DGA generates many new C2 domains on the fly, making mitigation measures such as DNS blocklists ineffective.

In its newest version, FluBot’s DGA uses 30 top-level domains instead of just three used previously and also features a command that enables attackers to change the seed remotely.

The function responsible for domain generation
Source: F5 Labs

On the communication side, the new FluBot now connects to the C2 through DNS tunnelling over HTTPS, whereas previously, it used direct HTTPS port 443.

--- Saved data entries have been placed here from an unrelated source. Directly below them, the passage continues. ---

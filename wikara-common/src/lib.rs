//! # WIKARA Common Library
//!
//! Shared code for the WIKARA survey service:
//! - Reference hierarchy model and loading
//! - Spreadsheet export parsing and the sheet store client
//! - Identifier normalization and the export/hierarchy join
//! - Dashboard aggregation, pagination and view state
//! - Submission form model, validation and row building
//! - Configuration loading

pub mod aggregate;
pub mod config;
pub mod dashboard;
pub mod error;
pub mod export;
pub mod hierarchy;
pub mod join;
pub mod names;
pub mod normalize;
pub mod pagination;
pub mod reference;
pub mod sheets;
pub mod submission;
pub mod time;

pub use error::{Error, Result};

The commands added on the malware in versions 5.0, 5.1, and 5.2, are the following:

  • Update DNS resolvers
  • Update the DGA seed remotely
  • Send longer SMS messages using multi-part division functions

Along with the above, the latest version of FluBot retains the capability to:

  • Open URLs on demand
  • Get the victim’s contact list
  • Uninstall existing apps
  • Disable Android Battery Optimization
  • Abuse Android Accessibility Service for screen grabbing and keylogging
  • Perform calls on demand
  • Disable Play Protect
  • Intercept and hide new SMS messages for stealing OTPs
  • Upload SMS with victim information to C2
  • Get list of apps to load the corresponding overlay injects

In summary, FluBot hasn’t deprecated any commands used in previous versions and only enriched its capabilities with new ones.

For more technical details on how exactly the latest version of FluBot works, check out the F5 Labs report.

Android Flubot Malware 2
Android Flubot Malware

How to stay safe from FluBot

Note that in many cases, a link to download FluBot will arrive on your device via one of your contacts, maybe even a friend or family.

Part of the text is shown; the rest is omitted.